(DATASET RECORDS begins)
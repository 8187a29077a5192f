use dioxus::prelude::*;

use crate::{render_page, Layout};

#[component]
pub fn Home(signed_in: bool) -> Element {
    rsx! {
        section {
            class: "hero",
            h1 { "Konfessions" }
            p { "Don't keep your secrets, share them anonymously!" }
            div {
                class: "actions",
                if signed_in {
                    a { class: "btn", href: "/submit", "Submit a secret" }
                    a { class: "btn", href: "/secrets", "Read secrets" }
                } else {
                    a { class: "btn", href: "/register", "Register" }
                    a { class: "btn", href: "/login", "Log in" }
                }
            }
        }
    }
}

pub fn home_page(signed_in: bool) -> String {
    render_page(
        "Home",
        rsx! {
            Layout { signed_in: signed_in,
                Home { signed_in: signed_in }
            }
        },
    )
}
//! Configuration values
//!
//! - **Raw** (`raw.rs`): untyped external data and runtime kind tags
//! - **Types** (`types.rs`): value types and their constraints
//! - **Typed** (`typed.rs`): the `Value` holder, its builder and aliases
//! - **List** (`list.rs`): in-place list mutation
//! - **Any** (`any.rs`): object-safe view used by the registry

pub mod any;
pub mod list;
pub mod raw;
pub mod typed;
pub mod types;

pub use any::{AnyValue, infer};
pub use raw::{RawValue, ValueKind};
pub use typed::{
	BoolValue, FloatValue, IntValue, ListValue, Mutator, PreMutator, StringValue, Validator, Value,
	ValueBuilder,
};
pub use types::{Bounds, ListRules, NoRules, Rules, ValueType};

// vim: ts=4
(DATASET RECORDS ends)
TASK GOAL | Your output should be the lines from the one with "pub mod types;" through the end of the records above, copied exactly.

FINISHED TASK |
pub mod types;

pub use any::{AnyValue, infer};
pub use raw::{RawValue, ValueKind};
pub use typed::{
	BoolValue, FloatValue, IntValue, ListValue, Mutator, PreMutator, StringValue, Validator, Value,
	ValueBuilder,
};
pub use types::{Bounds, ListRules, NoRules, Rules, ValueType};

// vim: ts=4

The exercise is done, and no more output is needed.